Problem to solve — Which of the lines below include "StoreResult"? Each one should be copied out.

Material for the task —
★ ★ ★ ★ ★

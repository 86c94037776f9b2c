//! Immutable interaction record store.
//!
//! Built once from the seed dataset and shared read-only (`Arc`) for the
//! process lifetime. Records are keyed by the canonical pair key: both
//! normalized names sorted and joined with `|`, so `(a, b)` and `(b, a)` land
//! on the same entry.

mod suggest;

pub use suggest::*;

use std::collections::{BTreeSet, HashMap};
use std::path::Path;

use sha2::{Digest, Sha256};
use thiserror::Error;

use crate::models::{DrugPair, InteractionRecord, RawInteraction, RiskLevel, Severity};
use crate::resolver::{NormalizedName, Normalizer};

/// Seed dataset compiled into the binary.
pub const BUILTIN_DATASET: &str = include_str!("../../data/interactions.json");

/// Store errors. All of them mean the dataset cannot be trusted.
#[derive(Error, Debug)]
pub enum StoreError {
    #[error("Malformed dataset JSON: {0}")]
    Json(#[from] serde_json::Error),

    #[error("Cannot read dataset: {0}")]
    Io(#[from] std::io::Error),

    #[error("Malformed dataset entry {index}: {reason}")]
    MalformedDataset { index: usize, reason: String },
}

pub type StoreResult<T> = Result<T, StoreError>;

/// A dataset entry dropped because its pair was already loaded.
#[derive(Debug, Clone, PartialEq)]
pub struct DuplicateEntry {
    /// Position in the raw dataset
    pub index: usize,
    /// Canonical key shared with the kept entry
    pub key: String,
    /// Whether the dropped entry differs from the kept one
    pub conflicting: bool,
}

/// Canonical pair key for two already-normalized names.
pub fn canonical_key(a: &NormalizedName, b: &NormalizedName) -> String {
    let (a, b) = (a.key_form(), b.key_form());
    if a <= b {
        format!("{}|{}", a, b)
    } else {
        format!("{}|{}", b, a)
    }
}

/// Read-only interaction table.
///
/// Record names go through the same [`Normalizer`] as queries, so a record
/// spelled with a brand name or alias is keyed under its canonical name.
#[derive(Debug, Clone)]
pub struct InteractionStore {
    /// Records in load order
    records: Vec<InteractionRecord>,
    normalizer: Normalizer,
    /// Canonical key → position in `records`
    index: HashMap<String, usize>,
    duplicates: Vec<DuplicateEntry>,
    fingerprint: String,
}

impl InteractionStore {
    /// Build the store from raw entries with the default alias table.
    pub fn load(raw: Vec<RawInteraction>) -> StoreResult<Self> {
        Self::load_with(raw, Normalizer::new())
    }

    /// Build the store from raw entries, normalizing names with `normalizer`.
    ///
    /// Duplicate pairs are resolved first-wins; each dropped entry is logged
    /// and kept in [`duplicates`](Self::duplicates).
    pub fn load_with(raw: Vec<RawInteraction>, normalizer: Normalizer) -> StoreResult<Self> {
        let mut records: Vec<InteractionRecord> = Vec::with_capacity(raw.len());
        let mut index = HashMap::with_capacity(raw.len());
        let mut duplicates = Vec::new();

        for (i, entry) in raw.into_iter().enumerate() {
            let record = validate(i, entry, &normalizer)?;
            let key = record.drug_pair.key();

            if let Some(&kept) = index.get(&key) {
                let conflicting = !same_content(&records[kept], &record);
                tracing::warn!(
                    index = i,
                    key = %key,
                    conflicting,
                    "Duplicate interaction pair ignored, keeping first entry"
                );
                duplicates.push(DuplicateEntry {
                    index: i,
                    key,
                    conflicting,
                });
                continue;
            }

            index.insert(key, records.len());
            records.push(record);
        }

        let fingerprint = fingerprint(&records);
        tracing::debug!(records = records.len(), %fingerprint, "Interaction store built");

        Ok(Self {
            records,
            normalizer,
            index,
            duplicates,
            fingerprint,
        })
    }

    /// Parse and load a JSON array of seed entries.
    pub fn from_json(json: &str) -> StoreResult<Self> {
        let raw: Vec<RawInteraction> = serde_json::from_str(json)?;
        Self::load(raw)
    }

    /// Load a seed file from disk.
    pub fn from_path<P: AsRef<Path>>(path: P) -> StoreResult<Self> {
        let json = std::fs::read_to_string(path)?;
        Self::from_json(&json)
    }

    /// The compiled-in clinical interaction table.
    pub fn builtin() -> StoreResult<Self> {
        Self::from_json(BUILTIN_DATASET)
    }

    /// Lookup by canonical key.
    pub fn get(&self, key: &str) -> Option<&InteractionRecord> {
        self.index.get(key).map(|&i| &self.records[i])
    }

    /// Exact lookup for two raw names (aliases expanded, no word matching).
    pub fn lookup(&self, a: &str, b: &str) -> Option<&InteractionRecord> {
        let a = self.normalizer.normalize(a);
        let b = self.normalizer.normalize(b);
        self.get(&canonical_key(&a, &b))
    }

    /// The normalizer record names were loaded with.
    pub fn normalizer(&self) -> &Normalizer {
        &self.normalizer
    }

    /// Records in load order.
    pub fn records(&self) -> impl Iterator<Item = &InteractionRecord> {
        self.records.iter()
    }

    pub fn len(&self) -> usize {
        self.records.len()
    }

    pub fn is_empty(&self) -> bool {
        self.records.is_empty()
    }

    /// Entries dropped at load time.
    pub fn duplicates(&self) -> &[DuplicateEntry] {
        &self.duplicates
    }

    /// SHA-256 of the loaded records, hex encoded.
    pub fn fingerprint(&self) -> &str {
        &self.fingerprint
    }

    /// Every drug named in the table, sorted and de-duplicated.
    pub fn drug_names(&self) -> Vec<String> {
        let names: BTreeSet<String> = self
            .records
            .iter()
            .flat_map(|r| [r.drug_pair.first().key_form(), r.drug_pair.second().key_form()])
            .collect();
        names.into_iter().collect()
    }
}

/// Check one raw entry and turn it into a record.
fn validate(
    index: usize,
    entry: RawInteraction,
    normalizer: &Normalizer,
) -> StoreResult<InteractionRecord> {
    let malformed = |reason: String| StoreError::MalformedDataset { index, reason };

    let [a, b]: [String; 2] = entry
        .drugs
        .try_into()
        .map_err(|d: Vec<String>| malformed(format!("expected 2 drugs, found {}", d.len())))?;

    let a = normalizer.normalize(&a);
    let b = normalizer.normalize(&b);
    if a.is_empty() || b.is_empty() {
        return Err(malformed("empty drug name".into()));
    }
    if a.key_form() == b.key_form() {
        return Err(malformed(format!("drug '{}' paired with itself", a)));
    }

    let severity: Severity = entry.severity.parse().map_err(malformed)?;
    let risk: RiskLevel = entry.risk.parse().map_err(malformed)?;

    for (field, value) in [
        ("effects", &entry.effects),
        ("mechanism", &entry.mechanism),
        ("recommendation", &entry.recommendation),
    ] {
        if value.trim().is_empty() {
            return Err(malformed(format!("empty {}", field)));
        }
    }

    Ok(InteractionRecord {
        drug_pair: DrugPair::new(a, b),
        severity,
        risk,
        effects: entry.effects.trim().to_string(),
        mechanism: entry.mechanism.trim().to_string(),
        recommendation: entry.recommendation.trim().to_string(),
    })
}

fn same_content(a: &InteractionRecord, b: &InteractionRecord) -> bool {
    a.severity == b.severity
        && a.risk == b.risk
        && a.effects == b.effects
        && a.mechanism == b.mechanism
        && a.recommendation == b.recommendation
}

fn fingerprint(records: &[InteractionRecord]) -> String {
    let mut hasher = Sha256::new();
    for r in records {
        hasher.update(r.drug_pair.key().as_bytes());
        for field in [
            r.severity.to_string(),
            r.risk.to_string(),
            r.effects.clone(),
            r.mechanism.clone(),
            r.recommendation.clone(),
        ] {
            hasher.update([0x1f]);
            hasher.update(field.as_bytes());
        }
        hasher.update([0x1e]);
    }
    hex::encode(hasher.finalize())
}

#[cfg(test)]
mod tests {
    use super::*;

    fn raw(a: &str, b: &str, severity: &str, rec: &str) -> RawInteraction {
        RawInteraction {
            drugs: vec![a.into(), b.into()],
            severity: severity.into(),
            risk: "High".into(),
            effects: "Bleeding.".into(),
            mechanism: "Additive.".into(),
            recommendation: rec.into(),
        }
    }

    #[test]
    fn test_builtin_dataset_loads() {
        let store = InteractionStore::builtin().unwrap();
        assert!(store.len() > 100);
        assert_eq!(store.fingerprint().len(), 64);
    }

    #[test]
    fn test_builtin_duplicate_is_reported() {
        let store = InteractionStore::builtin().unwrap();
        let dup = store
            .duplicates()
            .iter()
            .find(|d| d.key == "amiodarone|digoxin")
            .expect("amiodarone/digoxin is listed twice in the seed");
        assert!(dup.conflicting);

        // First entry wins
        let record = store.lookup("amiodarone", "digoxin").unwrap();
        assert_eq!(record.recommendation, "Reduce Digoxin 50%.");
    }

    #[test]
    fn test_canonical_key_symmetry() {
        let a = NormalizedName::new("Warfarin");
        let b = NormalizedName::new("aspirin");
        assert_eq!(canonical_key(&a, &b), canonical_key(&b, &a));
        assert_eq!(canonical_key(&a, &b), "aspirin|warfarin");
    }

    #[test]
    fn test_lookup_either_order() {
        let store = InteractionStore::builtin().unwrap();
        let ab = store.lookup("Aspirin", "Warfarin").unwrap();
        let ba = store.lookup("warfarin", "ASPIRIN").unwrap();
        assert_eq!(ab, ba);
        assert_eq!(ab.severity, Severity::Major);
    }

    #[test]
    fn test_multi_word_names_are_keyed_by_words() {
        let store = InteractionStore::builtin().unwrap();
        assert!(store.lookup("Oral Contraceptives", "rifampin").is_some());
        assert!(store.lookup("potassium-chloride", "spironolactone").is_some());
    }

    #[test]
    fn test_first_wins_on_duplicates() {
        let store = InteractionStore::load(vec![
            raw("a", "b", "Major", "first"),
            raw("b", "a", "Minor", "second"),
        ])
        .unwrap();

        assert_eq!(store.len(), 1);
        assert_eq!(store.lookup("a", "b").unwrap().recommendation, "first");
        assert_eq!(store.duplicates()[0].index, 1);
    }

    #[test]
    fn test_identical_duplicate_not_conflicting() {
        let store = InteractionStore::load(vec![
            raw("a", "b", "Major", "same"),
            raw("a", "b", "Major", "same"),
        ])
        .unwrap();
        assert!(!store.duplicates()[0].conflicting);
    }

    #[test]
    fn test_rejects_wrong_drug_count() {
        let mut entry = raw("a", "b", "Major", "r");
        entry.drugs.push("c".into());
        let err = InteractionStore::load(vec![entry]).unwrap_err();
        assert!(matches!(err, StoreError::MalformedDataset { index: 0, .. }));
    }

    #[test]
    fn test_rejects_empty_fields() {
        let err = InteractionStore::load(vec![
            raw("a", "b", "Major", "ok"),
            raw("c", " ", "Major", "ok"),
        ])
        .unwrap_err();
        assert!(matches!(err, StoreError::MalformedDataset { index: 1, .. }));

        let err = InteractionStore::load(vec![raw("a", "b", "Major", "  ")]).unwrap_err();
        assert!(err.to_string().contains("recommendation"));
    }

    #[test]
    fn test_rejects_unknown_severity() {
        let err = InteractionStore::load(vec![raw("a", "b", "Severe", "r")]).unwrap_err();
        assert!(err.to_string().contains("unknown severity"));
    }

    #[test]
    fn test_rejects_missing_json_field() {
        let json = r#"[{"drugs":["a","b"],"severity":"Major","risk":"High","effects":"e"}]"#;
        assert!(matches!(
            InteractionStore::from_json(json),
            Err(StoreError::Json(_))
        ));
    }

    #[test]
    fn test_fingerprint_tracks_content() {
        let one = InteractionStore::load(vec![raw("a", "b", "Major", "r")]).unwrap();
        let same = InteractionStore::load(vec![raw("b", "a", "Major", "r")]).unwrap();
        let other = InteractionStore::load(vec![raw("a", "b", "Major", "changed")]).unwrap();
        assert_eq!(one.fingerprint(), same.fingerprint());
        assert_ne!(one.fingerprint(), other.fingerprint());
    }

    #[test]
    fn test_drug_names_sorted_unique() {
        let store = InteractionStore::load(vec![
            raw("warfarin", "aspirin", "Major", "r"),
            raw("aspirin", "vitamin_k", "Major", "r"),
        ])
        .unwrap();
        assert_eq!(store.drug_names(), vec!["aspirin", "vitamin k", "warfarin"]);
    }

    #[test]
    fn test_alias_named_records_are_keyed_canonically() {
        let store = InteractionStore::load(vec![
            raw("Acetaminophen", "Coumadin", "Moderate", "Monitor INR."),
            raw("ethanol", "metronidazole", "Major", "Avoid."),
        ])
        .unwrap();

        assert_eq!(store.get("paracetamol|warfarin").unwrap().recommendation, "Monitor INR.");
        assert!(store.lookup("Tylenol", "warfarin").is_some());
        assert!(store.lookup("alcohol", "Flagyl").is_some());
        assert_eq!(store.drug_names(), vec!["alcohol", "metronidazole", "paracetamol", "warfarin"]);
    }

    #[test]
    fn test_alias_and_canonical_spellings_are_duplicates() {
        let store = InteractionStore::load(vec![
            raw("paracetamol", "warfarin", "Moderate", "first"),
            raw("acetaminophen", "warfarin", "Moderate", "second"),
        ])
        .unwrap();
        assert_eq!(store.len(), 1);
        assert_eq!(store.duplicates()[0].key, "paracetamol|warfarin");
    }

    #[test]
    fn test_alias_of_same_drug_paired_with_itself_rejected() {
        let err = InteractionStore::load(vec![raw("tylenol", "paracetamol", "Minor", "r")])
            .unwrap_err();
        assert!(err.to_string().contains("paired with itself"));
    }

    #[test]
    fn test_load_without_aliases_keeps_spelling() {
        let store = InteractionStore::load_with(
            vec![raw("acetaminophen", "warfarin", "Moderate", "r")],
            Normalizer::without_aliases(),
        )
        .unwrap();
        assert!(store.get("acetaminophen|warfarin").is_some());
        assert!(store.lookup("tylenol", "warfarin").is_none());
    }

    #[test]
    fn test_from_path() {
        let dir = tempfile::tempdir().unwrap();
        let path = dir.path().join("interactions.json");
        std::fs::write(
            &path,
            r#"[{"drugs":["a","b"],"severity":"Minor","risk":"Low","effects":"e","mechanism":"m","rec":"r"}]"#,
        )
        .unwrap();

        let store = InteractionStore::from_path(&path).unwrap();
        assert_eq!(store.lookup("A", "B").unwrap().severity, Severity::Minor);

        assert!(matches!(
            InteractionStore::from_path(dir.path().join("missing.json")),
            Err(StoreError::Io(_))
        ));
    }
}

★ ★ ★ ★ ★

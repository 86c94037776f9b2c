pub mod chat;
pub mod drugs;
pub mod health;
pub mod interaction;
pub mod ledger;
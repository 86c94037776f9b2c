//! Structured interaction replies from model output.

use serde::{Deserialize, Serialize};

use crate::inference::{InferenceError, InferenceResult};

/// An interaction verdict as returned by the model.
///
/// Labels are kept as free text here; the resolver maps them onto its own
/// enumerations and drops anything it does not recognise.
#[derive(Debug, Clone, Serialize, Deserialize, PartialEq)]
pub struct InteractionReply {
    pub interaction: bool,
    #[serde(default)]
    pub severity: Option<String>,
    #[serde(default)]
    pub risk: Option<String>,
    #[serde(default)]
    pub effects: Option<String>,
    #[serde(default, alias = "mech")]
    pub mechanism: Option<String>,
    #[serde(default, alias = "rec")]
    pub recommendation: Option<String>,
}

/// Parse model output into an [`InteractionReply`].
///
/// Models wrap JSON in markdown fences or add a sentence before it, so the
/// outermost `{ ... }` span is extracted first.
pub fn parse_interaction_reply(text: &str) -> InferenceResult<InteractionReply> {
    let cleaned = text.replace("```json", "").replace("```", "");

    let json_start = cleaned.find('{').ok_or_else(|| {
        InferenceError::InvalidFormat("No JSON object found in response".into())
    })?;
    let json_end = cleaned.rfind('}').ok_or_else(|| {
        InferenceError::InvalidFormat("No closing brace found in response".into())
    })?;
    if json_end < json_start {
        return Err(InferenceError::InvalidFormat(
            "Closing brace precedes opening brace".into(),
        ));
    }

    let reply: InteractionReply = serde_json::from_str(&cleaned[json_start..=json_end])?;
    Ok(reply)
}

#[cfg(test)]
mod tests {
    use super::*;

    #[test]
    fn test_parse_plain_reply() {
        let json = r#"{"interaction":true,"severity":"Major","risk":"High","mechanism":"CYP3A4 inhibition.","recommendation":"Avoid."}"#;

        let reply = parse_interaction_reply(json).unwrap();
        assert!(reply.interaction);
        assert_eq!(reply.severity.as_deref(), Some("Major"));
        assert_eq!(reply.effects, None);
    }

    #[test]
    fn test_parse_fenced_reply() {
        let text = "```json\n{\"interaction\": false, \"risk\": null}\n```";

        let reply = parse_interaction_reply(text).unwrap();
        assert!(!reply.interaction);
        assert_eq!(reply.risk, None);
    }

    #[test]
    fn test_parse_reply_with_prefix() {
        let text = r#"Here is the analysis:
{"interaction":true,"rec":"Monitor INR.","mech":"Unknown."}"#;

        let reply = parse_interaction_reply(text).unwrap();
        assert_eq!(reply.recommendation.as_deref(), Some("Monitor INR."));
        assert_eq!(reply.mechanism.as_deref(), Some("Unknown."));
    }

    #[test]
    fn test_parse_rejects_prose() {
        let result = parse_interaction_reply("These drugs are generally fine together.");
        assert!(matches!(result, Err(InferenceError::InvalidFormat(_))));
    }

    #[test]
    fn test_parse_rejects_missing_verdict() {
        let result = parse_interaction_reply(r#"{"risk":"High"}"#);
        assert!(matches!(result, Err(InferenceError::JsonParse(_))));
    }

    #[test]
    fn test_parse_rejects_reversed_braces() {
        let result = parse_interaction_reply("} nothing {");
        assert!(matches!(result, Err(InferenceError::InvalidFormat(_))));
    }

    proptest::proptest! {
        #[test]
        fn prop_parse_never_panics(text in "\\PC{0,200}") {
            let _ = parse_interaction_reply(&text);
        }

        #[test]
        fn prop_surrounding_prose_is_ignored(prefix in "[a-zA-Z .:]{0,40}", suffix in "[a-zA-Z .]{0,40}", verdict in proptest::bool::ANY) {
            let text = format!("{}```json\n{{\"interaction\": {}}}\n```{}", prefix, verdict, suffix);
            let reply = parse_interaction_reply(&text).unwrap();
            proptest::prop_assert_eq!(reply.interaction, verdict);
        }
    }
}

★ ★ ★ ★ ★

Problem solution —
pub type StoreResult<T> = Result<T, StoreError>;
    pub fn load(raw: Vec<RawInteraction>) -> StoreResult<Self> {
    pub fn load_with(raw: Vec<RawInteraction>, normalizer: Normalizer) -> StoreResult<Self> {
    pub fn from_json(json: &str) -> StoreResult<Self> {
    pub fn from_path<P: AsRef<Path>>(path: P) -> StoreResult<Self> {
    pub fn builtin() -> StoreResult<Self> {
) -> StoreResult<InteractionRecord> {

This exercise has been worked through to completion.